Ausgrabungen werden noch bis Ende des Jahres anhalten

Weitere Erkenntnisse erhofft sich Thiel von einem Brunnen und einem mit Brandschutt verfüllten Keller, die nun nach und nach freigelegt werden sollen: „Es scheint, dass bei einem Brand Dach und Obergeschoss in den Keller gestürzt sind“, sagt Thiel.

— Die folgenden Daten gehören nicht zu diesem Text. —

//! 类型化的目标函数条目：加载时由 FunctionEntry 解析，之后只使用类型化形式

use serde::Serialize;

use crate::core::ParseError;
use crate::engine::{BeamRestriction, DoseFunctionParameters, FunctionKind};
use crate::flow::lenient::{to_bool, try_float};
use crate::flow::{FunctionAdjustmentEntry, FunctionEntry};
use crate::objectives::description::FunctionDescription;

/// 一个目标函数 / 约束
///
/// 约束从不携带权重；Uniformity Constraint 无论输入如何都是约束。
#[derive(Debug, Clone, PartialEq, Serialize)]
pub struct ObjectiveSpec {
    /// 计划内唯一，调整时按 tag 查找
    pub tag: String,
    pub kind: FunctionKind,
    /// 符号 ROI 名，使用时经匹配表解析
    pub roi: String,
    pub weight: Option<f64>,
    pub is_constraint: bool,
    pub restriction: BeamRestriction,
    pub is_robust: bool,
    pub description: FunctionDescription,
}

fn is_constraint_flag(value: &serde_json::Value) -> bool {
    match value {
        serde_json::Value::String(s) => {
            let lowered = s.trim().to_lowercase();
            if lowered.starts_with("constraint") {
                true
            } else if lowered.starts_with("objective") {
                false
            } else {
                to_bool(value)
            }
        }
        other => to_bool(other),
    }
}

impl ObjectiveSpec {
    pub fn from_entry(entry: &FunctionEntry) -> Result<Self, ParseError> {
        let tag = entry.tag.trim();
        if tag.is_empty() {
            return Err(ParseError::MissingField("tag"));
        }
        let roi = entry.roi_name.trim();
        if roi.is_empty() {
            return Err(ParseError::MissingField("roi_name"));
        }
        let kind: FunctionKind = entry.function_type.parse()?;
        let description = FunctionDescription::parse(kind, &entry.description)?;

        let is_constraint =
            kind.is_always_constraint() || is_constraint_flag(&entry.objective_constraint);
        let weight = if is_constraint {
            None
        } else {
            try_float(&entry.weight)
        };

        Ok(Self {
            tag: tag.to_string(),
            kind,
            roi: roi.to_string(),
            weight,
            is_constraint,
            restriction: BeamRestriction::parse(&entry.restrict_beams),
            is_robust: to_bool(&entry.robust),
            description,
        })
    }

    /// 写入引擎的参数：描述参数 + tag，非约束时再加权重
    pub fn parameters(&self) -> DoseFunctionParameters {
        let mut params = self.description.to_parameters();
        params.tag = Some(self.tag.clone());
        if !self.is_constraint {
            params.weight = self.weight;
        }
        params
    }
}

/// 调整方式
#[derive(Debug, Clone, Copy, PartialEq, Eq, Serialize)]
pub enum AdjustmentMode {
    /// "Add NEW function"
    AddNew,
    /// "Adjust OLD Function"
    AdjustOld,
}

impl std::str::FromStr for AdjustmentMode {
    type Err = ParseError;

    fn from_str(s: &str) -> Result<Self, Self::Err> {
        let lower = s.trim().to_lowercase();
        if lower.starts_with("add") {
            Ok(AdjustmentMode::AddNew)
        } else if lower.starts_with("adjust") || lower.starts_with("edit") {
            Ok(AdjustmentMode::AdjustOld)
        } else {
            Err(ParseError::UnknownKind {
                kind: "adjustment",
                value: s.to_string(),
            })
        }
    }
}

/// 条件触发的函数调整
#[derive(Debug, Clone, PartialEq)]
pub struct ObjectiveAdjustment {
    pub condition: String,
    pub mode: Result<AdjustmentMode, ParseError>,
    pub spec: Result<ObjectiveSpec, ParseError>,
    /// 日志与失败记录使用的条目名
    pub label: String,
}

impl ObjectiveAdjustment {
    pub fn from_entry(entry: &FunctionAdjustmentEntry) -> Self {
        Self {
            condition: entry.condition.trim().to_string(),
            mode: entry.adjustment.parse(),
            spec: ObjectiveSpec::from_entry(&entry.function),
            label: entry_label(&entry.function),
        }
    }
}

/// 条目名：优先用 tag，否则用「类型 @ ROI」
pub fn entry_label(entry: &FunctionEntry) -> String {
    let tag = entry.tag.trim();
    if tag.is_empty() {
        format!("{} @ {}", entry.function_type.trim(), entry.roi_name.trim())
    } else {
        tag.to_string()
    }
}
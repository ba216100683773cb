//! 比较符与轮次门控
//!
//! 配置文档中使用 Unicode 比较符 `≥ ≤ > < =`，同时接受 ASCII 写法 `>=`、`<=`、`==`。

use serde::{Deserialize, Serialize};

use crate::core::ParseError;

/// 比较符
#[derive(Debug, Clone, Copy, PartialEq, Eq, Serialize, Deserialize)]
pub enum Comparator {
    GreaterOrEqual,
    Greater,
    Equal,
    Less,
    LessOrEqual,
}

impl Comparator {
    /// 线上格式使用的符号
    pub fn symbol(&self) -> &'static str {
        match self {
            Comparator::GreaterOrEqual => "≥",
            Comparator::Greater => ">",
            Comparator::Equal => "=",
            Comparator::Less => "<",
            Comparator::LessOrEqual => "≤",
        }
    }

    /// 轮次比较：五种比较符都按字面含义
    pub fn compare_round(self, round: u32, target: u32) -> bool {
        match self {
            Comparator::GreaterOrEqual => round >= target,
            Comparator::Greater => round > target,
            Comparator::Equal => round == target,
            Comparator::Less => round < target,
            Comparator::LessOrEqual => round <= target,
        }
    }

    /// 剂量学条件判断：只有 ≥ 与 ≤ 参与比较，其余比较符一律不成立
    pub fn holds(self, actual: f64, threshold: f64) -> bool {
        match self {
            Comparator::GreaterOrEqual => actual >= threshold,
            Comparator::LessOrEqual => actual <= threshold,
            Comparator::Greater | Comparator::Equal | Comparator::Less => false,
        }
    }
}

impl std::fmt::Display for Comparator {
    fn fmt(&self, f: &mut std::fmt::Formatter<'_>) -> std::fmt::Result {
        f.write_str(self.symbol())
    }
}

impl std::str::FromStr for Comparator {
    type Err = ParseError;

    fn from_str(s: &str) -> Result<Self, Self::Err> {
        match s.trim() {
            "≥" | ">=" => Ok(Comparator::GreaterOrEqual),
            ">" => Ok(Comparator::Greater),
            "=" | "==" => Ok(Comparator::Equal),
            "<" => Ok(Comparator::Less),
            "≤" | "<=" => Ok(Comparator::LessOrEqual),
            other => Err(ParseError::UnknownComparator(other.to_string())),
        }
    }
}

/// 条件的生效轮次：`(比较符, 轮次)`，线上格式为 `"≥ 3"` 这样的两段字符串
#[derive(Debug, Clone, Copy, PartialEq, Eq, Serialize, Deserialize)]
pub struct RoundGate {
    pub comparator: Comparator,
    pub round: u32,
}

impl RoundGate {
    /// 解析 `"≥ 3"`；也接受无空格的 `"≥3"`。空串没有比较符，视为格式错误
    pub fn parse(raw: &str) -> Result<Self, ParseError> {
        let trimmed = raw.trim();
        if trimmed.is_empty() {
            return Err(ParseError::MalformedActiveRound(raw.to_string()));
        }
        let split_at = trimmed
            .find(|c: char| c.is_ascii_digit() || c.is_whitespace())
            .ok_or_else(|| ParseError::MalformedActiveRound(raw.to_string()))?;
        let (symbol, number) = trimmed.split_at(split_at);
        if symbol.is_empty() {
            return Err(ParseError::MalformedActiveRound(raw.to_string()));
        }
        let comparator: Comparator = symbol.parse()?;
        let round = number
            .trim()
            .parse::<u32>()
            .map_err(|_| ParseError::MalformedActiveRound(raw.to_string()))?;
        Ok(Self { comparator, round })
    }

    pub fn is_active(&self, round: u32) -> bool {
        self.comparator.compare_round(round, self.round)
    }

    pub fn to_wire(&self) -> String {
        format!("{} {}", self.comparator.symbol(), self.round)
    }
}

#[cfg(test)]
mod tests {
    use super::*;

    #[test]
    fn test_parse_symbols() {
        assert_eq!("≥".parse::<Comparator>(), Ok(Comparator::GreaterOrEqual));
        assert_eq!(">=".parse::<Comparator>(), Ok(Comparator::GreaterOrEqual));
        assert_eq!("≤".parse::<Comparator>(), Ok(Comparator::LessOrEqual));
        assert_eq!("=".parse::<Comparator>(), Ok(Comparator::Equal));
        assert!(matches!(
            "~".parse::<Comparator>(),
            Err(ParseError::UnknownComparator(_))
        ));
    }

    #[test]
    fn test_holds_only_for_inclusive_comparators() {
        assert!(Comparator::GreaterOrEqual.holds(4200.0, 4200.0));
        assert!(!Comparator::GreaterOrEqual.holds(4199.9, 4200.0));
        assert!(Comparator::LessOrEqual.holds(15.0, 20.0));
        assert!(!Comparator::LessOrEqual.holds(20.1, 20.0));
        assert!(!Comparator::Greater.holds(5000.0, 4200.0));
        assert!(!Comparator::Less.holds(1.0, 4200.0));
        assert!(!Comparator::Equal.holds(4200.0, 4200.0));
    }

    #[test]
    fn test_round_gate_is_exact() {
        let gate = RoundGate::parse("≥ 3").unwrap();
        assert!(!gate.is_active(1));
        assert!(!gate.is_active(2));
        assert!(gate.is_active(3));
        assert!(gate.is_active(7));

        let only_first = RoundGate::parse("= 1").unwrap();
        assert!(only_first.is_active(1));
        assert!(!only_first.is_active(2));

        let early = RoundGate::parse("<3").unwrap();
        assert!(early.is_active(2));
        assert!(!early.is_active(3));
    }

    #[test]
    fn test_round_gate_errors() {
        assert!(matches!(
            RoundGate::parse("~ 2"),
            Err(ParseError::UnknownComparator(_))
        ));
        assert!(matches!(
            RoundGate::parse("≥ two"),
            Err(ParseError::MalformedActiveRound(_))
        ));
        assert!(matches!(
            RoundGate::parse(""),
            Err(ParseError::MalformedActiveRound(_))
        ));
        assert!(matches!(
            RoundGate::parse("   "),
            Err(ParseError::MalformedActiveRound(_))
        ));
        assert_eq!(RoundGate::parse("≤ 4").unwrap().to_wire(), "≤ 4");
    }
}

Das deute nicht nur auf ein gewaltsames Ereignis hin, sondern könne auch den Zeitpunkt dieses Ereignisses offenbaren: „Alles Mobiliar, das sich zum Zeitpunkt des Brands in dem Haus befand müsste im Keller zu finden sein.“ Aus den Resten der tönernen Becher und Amphoren können die Experten schließen, wann diese hergestellt wurden oder auch, ob die in den Häusern lebenden Menschen wohlhabend genug waren, Luxusgüter aus anderen Ländern zu importieren.

Noch bis Ende des Jahres werden die Archäologen auf dem Hallschlag beschäftigt sein. Dann rücken die Bagger an: nach dem Abriss der alten Wohngebäude Ende des vergangenen Jahres wird die städtische Wohnungsbaugesellschaft SWSG dort eine Tiefgarage und 109 Mietwohnungen errichten.